CODE
Łapiecie mnie -słusznie - na popełnianych skrótach myslowych (np. traktowaniu jednako zagrożenia tureckiego i arabskiego) - tyle że z punktu widzenia Europy i jej zagrożenia to naprawdę nic kluczowego.
Tyle, że nie istniało wówczas coś takiego jak "zagrożenie" Europy. Nawet jakbyś pod pojeciem "obrony Europy" uważał obronę Bizancjum, to wówczas cesarstwo akurat szykowało się do prób odbicia terenów Azji Mn. spod władzy różnych plemion turkmeńskich uznających supremację Seldżuków. Stąd te apele Aleksego I na zachodzie, tyle że nie krucjatę, ale o wojowników do armii Bizancjum. Teraz jakbyśmy się przyglądnęli skutkom przemarszu I krucjaty przez Azję Mn.
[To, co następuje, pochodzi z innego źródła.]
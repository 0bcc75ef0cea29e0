//! RLPx Hello capability negotiation (C9, spec.md §4.8).

use std::collections::HashMap;

use reth_eth_wire_types::{Capability, LocalCapability, MessageIdRange, SharedCapability};

/// The first message ID reserved for capabilities; `0x00..0x0F` stays
/// reserved for p2p control messages (spec.md §4.8, §6).
pub const FIRST_CAPABILITY_MESSAGE_ID: u64 = 0x10;

/// The upper bound this core treats as a representable message-ID
/// accumulator, matching the "safe integer" ceiling the source's host
/// language uses (spec.md §4.8 "Message-ID assignment").
const MAX_SAFE_MESSAGE_ID: u64 = (1u64 << 53) - 1;

/// Errors surfaced while validating and negotiating capabilities
/// (spec.md §7 "RLPx").
#[derive(Debug, Clone, PartialEq, Eq, thiserror::Error)]
pub enum HelloNegotiationError {
    /// A capability name was empty.
    #[error("capability name must not be empty")]
    EmptyName,
    /// A capability name exceeded 8 bytes.
    #[error("capability name `{name}` exceeds {max} bytes", max = reth_eth_wire_types::CAPABILITY_NAME_MAX_LEN)]
    NameTooLong {
        /// The offending name.
        name: String,
    },
    /// A capability name contained a byte outside `0x21..=0x7E`.
    #[error("capability name `{name}` contains a non-printable byte")]
    NonPrintableName {
        /// The offending name.
        name: String,
    },
    /// A local capability declared `message_id_space_size == 0`.
    #[error("capability {name}/{version} declared a zero message-id space size")]
    ZeroMessageIdSpaceSize {
        /// The capability's name.
        name: String,
        /// The capability's version.
        version: u64,
    },
    /// Two local capabilities shared `(name, version)` but disagreed on
    /// `message_id_space_size` (spec.md §4.8 validation).
    #[error("capability {name}/{version} was declared twice with different message-id space sizes")]
    DuplicateCapabilityWithDifferentMessageSpace {
        /// The capability's name.
        name: String,
        /// The capability's version.
        version: u64,
    },
    /// Assigning contiguous message-ID ranges would overflow the
    /// representable range (spec.md §4.8).
    #[error("message-id allocation overflowed")]
    MessageIdAllocation,
}

fn validate_name(name: &str) -> Result<(), HelloNegotiationError> {
    if name.is_empty() {
        return Err(HelloNegotiationError::EmptyName);
    }
    if name.len() > reth_eth_wire_types::CAPABILITY_NAME_MAX_LEN {
        return Err(HelloNegotiationError::NameTooLong { name: name.to_string() });
    }
    if !name.bytes().all(|b| (0x21..=0x7E).contains(&b)) {
        return Err(HelloNegotiationError::NonPrintableName { name: name.to_string() });
    }
    Ok(())
}

/// The result of a negotiation (spec.md §8 scenario 2): the sorted,
/// message-ID-ranged shared capability set plus the next free message ID,
/// as a named value rather than a bare tuple (this core's habit of small
/// named return types at public API boundaries).
#[derive(Debug, Clone, PartialEq, Eq, Default)]
pub struct NegotiatedCapabilities {
    /// The negotiated capabilities, sorted by name (byte-lexicographic).
    pub capabilities: Vec<SharedCapability>,
    /// The first message ID not assigned to any negotiated capability.
    pub next_message_id: u64,
}

/// Validates and negotiates a shared capability set from local and remote
/// offers (C9, spec.md §4.8).
#[derive(Debug, Clone, Default)]
pub struct RlpxHelloCapabilityNegotiator {
    metrics: reth_metrics::RlpxWireMetrics,
}

impl RlpxHelloCapabilityNegotiator {
    /// Validates `local` (name/version/space-size well-formed, no
    /// conflicting duplicates), validates `remote` (name/version
    /// well-formed), intersects on exact `(name, version)` match, keeps
    /// the highest shared version per name, sorts by name, and assigns
    /// contiguous message-ID ranges starting at
    /// [`FIRST_CAPABILITY_MESSAGE_ID`].
    pub fn negotiate(
        &self,
        local: &[LocalCapability],
        remote: &[Capability],
    ) -> Result<NegotiatedCapabilities, HelloNegotiationError> {
        let result = self.negotiate_inner(local, remote);
        match &result {
            Ok(negotiated) => tracing::debug!(
                target: "net::eth-wire",
                shared = negotiated.capabilities.len(),
                next_message_id = negotiated.next_message_id,
                "negotiated hello capabilities"
            ),
            Err(err) => {
                tracing::debug!(target: "net::eth-wire", %err, "rejected hello capability negotiation");
                self.metrics.hello_negotiation_rejected.increment(1);
            }
        }
        result
    }

    fn negotiate_inner(
        &self,
        local: &[LocalCapability],
        remote: &[Capability],
    ) -> Result<NegotiatedCapabilities, HelloNegotiationError> {
        let mut local_by_name_version: HashMap<(&str, u64), u64> = HashMap::new();
        for entry in local {
            validate_name(&entry.capability.name)?;
            if entry.message_id_space_size == 0 {
                return Err(HelloNegotiationError::ZeroMessageIdSpaceSize {
                    name: entry.capability.name.clone(),
                    version: entry.capability.version,
                });
            }
            let key = (entry.capability.name.as_str(), entry.capability.version);
            match local_by_name_version.get(&key) {
                Some(&existing) if existing != entry.message_id_space_size => {
                    return Err(HelloNegotiationError::DuplicateCapabilityWithDifferentMessageSpace {
                        name: entry.capability.name.clone(),
                        version: entry.capability.version,
                    });
                }
                _ => {
                    local_by_name_version.insert(key, entry.message_id_space_size);
                }
            }
        }

        for cap in remote {
            validate_name(&cap.name)?;
        }

        // For each name, the highest version offered by both sides.
        let mut best_version_by_name: HashMap<&str, u64> = HashMap::new();
        for cap in remote {
            if local_by_name_version.contains_key(&(cap.name.as_str(), cap.version)) {
                best_version_by_name
                    .entry(cap.name.as_str())
                    .and_modify(|v| *v = (*v).max(cap.version))
                    .or_insert(cap.version);
            }
        }

        let mut negotiated_names: Vec<&str> = best_version_by_name.keys().copied().collect();
        negotiated_names.sort_unstable();

        let mut next = FIRST_CAPABILITY_MESSAGE_ID;
        let mut shared = Vec::with_capacity(negotiated_names.len());

        for name in negotiated_names {
            let version = best_version_by_name[name];
            let space_size = local_by_name_version[&(name, version)];

            if next > MAX_SAFE_MESSAGE_ID - space_size {
                return Err(HelloNegotiationError::MessageIdAllocation);
            }

            let offset = next;
            let range_end = offset + space_size - 1;
            next = offset + space_size;

            shared.push(SharedCapability {
                capability: Capability::new(name, version),
                message_id_range: MessageIdRange { offset, range_end },
            });
        }

        Ok(NegotiatedCapabilities { capabilities: shared, next_message_id: next })
    }
}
To tak armii krzyżowej i bizantyńskiej udało się odzyskać trochę terenów, ale krzyżowcy przemaszerowali i Seldżuków Małoazjatyckich - sułtanat Rumu i Daniszmendów zostawili w spokoju, zresztą to się miało odbić w 1101 r., gdy tym razem kolejne grupy krzyżowców zmierzające do Outremer zostały rozbite przez sułtana Rumu, Kilidż Arslan - zresztą ten w ramach chyba jakiegoś projektowanego "marszu na Europę" akurat potem próbował atakować nie Konstantynopol, tylko odegrać większą rolę w Mezopotamii, zginął w 1107 w bitwie pod Mosulem ze swoimi pobratymcami, których akurat próbował podbić. A los chrześcijan wschodnich pod panowaniem krzyżowców to też dość ciekawa kwestia, o ile oczywiście przeżyli najazd Franków...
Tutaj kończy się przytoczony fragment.